A visita de Lula a Portugal
A visita de Lula a Portugal
Lula da Silva é hoje uma referência mundial na luta pela paz
e justiça social, uma dessas personalidades cuja coragem e determinação fizeram
do operário metalúrgico o Presidente de um grande país e a esperança dos milhões
de desesperados que herdou.
Este seu terceiro mandato, à semelhança dos dois primeiros, fica
marcado pelos milhões de brasileiros que tirou da miséria, por políticas cujo
humanismo revela que o autor não esqueceu de onde veio e os que sofrem como ele
sofreu.
Lula da Silva está de visita a Portugal, uma honra para o
País que moldou o seu, que lhe deixou a língua que nos une e o património
histórico comum.
Esperava-se dos portugueses o sentimento de regozijo por
termos entre nós o presidente da maior democracia do continente americano, um
homem que alia à dimensão afetiva e humanista verdadeira paixão por Portugal e
uma genuína amizade pelo povo português.
E assim é no coração de muitos portugueses, na decência com
que o PR e o Governo de Portugal o recebem, na simpatia que lhe prodigalizam os
cidadãos anónimos de Lisboa.
Mas, há sempre um mas.
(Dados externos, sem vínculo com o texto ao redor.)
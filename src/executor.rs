//! Request Executor
//!
//! Runs one generation call against the credential pool: quota failures rotate to
//! the next credential (pausing after a full cycle), every other failure is
//! terminal, and a successful payload must satisfy its schema contract before it
//! is returned.

use crate::credentials::{Credential, CredentialPool, Rotation};
use crate::error::{AegisError, ValidationError};
use crate::provider::{GenerationCall, GenerationClient, GenerationResponse, RemoteError};
use crate::schema::SchemaContract;
use serde_json::Value;
use std::sync::Arc;
use std::time::Duration;
use tokio::time::sleep;
use tracing::{debug, info, warn};

/// Pause before retrying once every credential has been tried
pub const DEFAULT_BACKOFF: Duration = Duration::from_secs(2);

/// Attempts allowed per credential in the pool
pub const DEFAULT_ATTEMPTS_PER_CREDENTIAL: usize = 2;

/// Retry decision for a remote failure
#[derive(Debug, Clone, Copy, PartialEq, Eq)]
pub enum FailureClass {
    /// Quota exhausted: rotate and try again
    Retriable,
    /// Anything else: surface immediately
    Fatal,
}

/// Classify a remote failure. Only quota exhaustion is retriable.
pub fn classify(error: &RemoteError) -> FailureClass {
    let reason = error.reason.to_ascii_lowercase();
    if error.status == Some(429) || reason.contains("429") || reason.contains("exhausted") {
        FailureClass::Retriable
    } else {
        FailureClass::Fatal
    }
}

/// Maximum remote calls for a pool of `pool_size` credentials
pub fn attempt_budget(pool_size: usize, attempts_per_credential: usize) -> usize {
    pool_size.max(1) * attempts_per_credential.max(1)
}

/// Whether a rotation must be followed by a pause before the next attempt
pub fn needs_backoff(rotation: Rotation, pool_size: usize) -> bool {
    rotation.wrapped || pool_size == 1
}

/// Retry policy for an executor
#[derive(Debug, Clone, PartialEq)]
pub struct ExecutionPolicy {
    pub backoff: Duration,
    pub attempts_per_credential: usize,
    /// Upper bound on the whole retry loop, backoffs included
    pub deadline: Option<Duration>,
}

impl Default for ExecutionPolicy {
    fn default() -> Self {
        Self {
            backoff: DEFAULT_BACKOFF,
            attempts_per_credential: DEFAULT_ATTEMPTS_PER_CREDENTIAL,
            deadline: None,
        }
    }
}

/// Per-call state machine
#[derive(Debug)]
enum ExecutionState {
    Attempting { index: usize, credential: Credential },
    RotateWait,
    Done(GenerationResponse),
    Failed(AegisError),
}

/// Executes generation calls with credential rotation and bounded retries.
pub struct RequestExecutor {
    pool: Arc<CredentialPool>,
    client: Arc<dyn GenerationClient>,
    policy: ExecutionPolicy,
}

impl RequestExecutor {
    pub fn new(pool: Arc<CredentialPool>, client: Arc<dyn GenerationClient>) -> Self {
        Self::with_policy(pool, client, ExecutionPolicy::default())
    }

    pub fn with_policy(
        pool: Arc<CredentialPool>,
        client: Arc<dyn GenerationClient>,
        policy: ExecutionPolicy,
    ) -> Self {
        Self {
            pool,
            client,
            policy,
        }
    }

    pub fn pool(&self) -> &CredentialPool {
        &self.pool
    }

    pub fn policy(&self) -> &ExecutionPolicy {
        &self.policy
    }

    pub fn attempt_budget(&self) -> usize {
        attempt_budget(self.pool.len(), self.policy.attempts_per_credential)
    }

    /// Run `call` to completion and return the validated JSON payload.
    pub async fn execute(
        &self,
        call: &GenerationCall,
        contract: &SchemaContract,
    ) -> Result<Value, AegisError> {
        self.execute_prepared(call, contract, |_| {}).await
    }

    /// Like [`execute`](Self::execute), but `prepare` rewrites the parsed payload
    /// before it is checked against `contract`. Fields the caller owns (such as a
    /// stamped domain) are settled here so the model's version is never validated.
    pub async fn execute_prepared<F>(
        &self,
        call: &GenerationCall,
        contract: &SchemaContract,
        prepare: F,
    ) -> Result<Value, AegisError>
    where
        F: Fn(&mut Value) + Send + Sync,
    {
        match self.policy.deadline {
            Some(deadline) => tokio::time::timeout(deadline, self.run(call, contract, &prepare))
                .await
                .map_err(|_| AegisError::DeadlineExceeded(deadline))?,
            None => self.run(call, contract, &prepare).await,
        }
    }

    async fn run<F>(
        &self,
        call: &GenerationCall,
        contract: &SchemaContract,
        prepare: &F,
    ) -> Result<Value, AegisError>
    where
        F: Fn(&mut Value) + Send + Sync,
    {
        let budget = self.attempt_budget();
        let pool_size = self.pool.len();
        let mut attempts = 0usize;
        let mut state = self.attempting();

        loop {
            state = match state {
                ExecutionState::Attempting { index, credential } => {
                    attempts += 1;
                    debug!(
                        contract = contract.name(),
                        attempt = attempts,
                        budget,
                        credential_index = index,
                        credential = %credential,
                        "Issuing generation call"
                    );
                    match self.client.generate(&credential, call).await {
                        Ok(response) => ExecutionState::Done(response),
                        Err(err) => match classify(&err) {
                            FailureClass::Fatal => {
                                warn!(
                                    contract = contract.name(),
                                    attempt = attempts,
                                    error = %err,
                                    "Generation call failed; not retrying"
                                );
                                ExecutionState::Failed(AegisError::Request(err.to_string()))
                            }
                            FailureClass::Retriable => {
                                let rotation = self.pool.rotate_from(index);
                                warn!(
                                    contract = contract.name(),
                                    attempt = attempts,
                                    credential_index = index,
                                    next_index = rotation.index,
                                    wrapped = rotation.wrapped,
                                    "Quota exceeded; rotating credential"
                                );
                                let quota_error = AegisError::QuotaExceeded(err.to_string());
                                if attempts >= budget {
                                    ExecutionState::Failed(quota_error)
                                } else if needs_backoff(rotation, pool_size) {
                                    ExecutionState::RotateWait
                                } else {
                                    self.attempting()
                                }
                            }
                        },
                    }
                }
                ExecutionState::RotateWait => {
                    info!(
                        backoff_ms = self.policy.backoff.as_millis() as u64,
                        "All credentials exhausted this cycle; backing off"
                    );
                    sleep(self.policy.backoff).await;
                    self.attempting()
                }
                ExecutionState::Done(response) => {
                    let payload = decode_payload(response, contract, prepare)?;
                    debug!(
                        contract = contract.name(),
                        attempts, "Generation call succeeded"
                    );
                    return Ok(payload);
                }
                ExecutionState::Failed(err) => {
                    warn!(
                        contract = contract.name(),
                        attempts,
                        kind = err.kind(),
                        error = %err,
                        "Generation call failed"
                    );
                    return Err(err);
                }
            };
        }
    }

    fn attempting(&self) -> ExecutionState {
        let (index, credential) = self.pool.checkout();
        ExecutionState::Attempting { index, credential }
    }
}

/// Parse the raw response text and check it against the contract.
fn decode_payload<F>(
    response: GenerationResponse,
    contract: &SchemaContract,
    prepare: &F,
) -> Result<Value, AegisError>
where
    F: Fn(&mut Value),
{
    let text = match response.text {
        Some(text) if !text.trim().is_empty() => text,
        _ => {
            return Err(AegisError::EmptyResponse(format!(
                "No payload received for {} (finish reason: {})",
                contract.name(),
                response.finish_reason.as_deref().unwrap_or("unknown")
            )))
        }
    };

    let mut value: Value = serde_json::from_str(&text).map_err(|e| {
        ValidationError::new("$", format!("response is not valid JSON: {}", e))
    })?;
    prepare(&mut value);
    contract.validate(&value)?;
    Ok(value)
}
Das sarjetas da política partidária,
das alfurjas do salazarismo serôdio, saem marginais consumidos pelo ódio,
movidos pelo ressentimento, tocados por um marginal, dispostos a insultar o
homem que paira bem acima dos homúnculos que o 4.º Pastorinho arregimenta para
aparecer nas televisões a grunhir impropérios.
Os fascistas que saíram à rua, para insultar Lula da Silva,
pretendem digerir a derrota de Orban na Hungria, a repugnância de Trump em todo
o mundo, a náusea de Bolsonaro, o asco de Netanyahu e a memória dos regimes
nazifascistas que os inspira.
Há naqueles marginais uma sede de protagonismo que só a boçalidade
e a coreografia lhes asseguram. Podia pensar-se que a manifestação contra a
corrupção era contra o próprio Chega que pretende ocultar o nome dos financiadores,
e era contra o presidente Lula, com gritos de apoio a Bolsonaro gritado em uníssono
com brasileiros que o Chega quer reenviar para o Brasil.
As algemas que o 4.º Pastorinho exibia, talvez um talismã guardado
de sevícias antigas sofridas, para esconjurar reincidências, são referenciadas
como estando ainda à venda, por 7, 95 € nas sexy shops.
Enfim, a miséria fascista a conspurcar o país que há 52 anos
foi libertado da mais longa ditadura da Europa ocidental!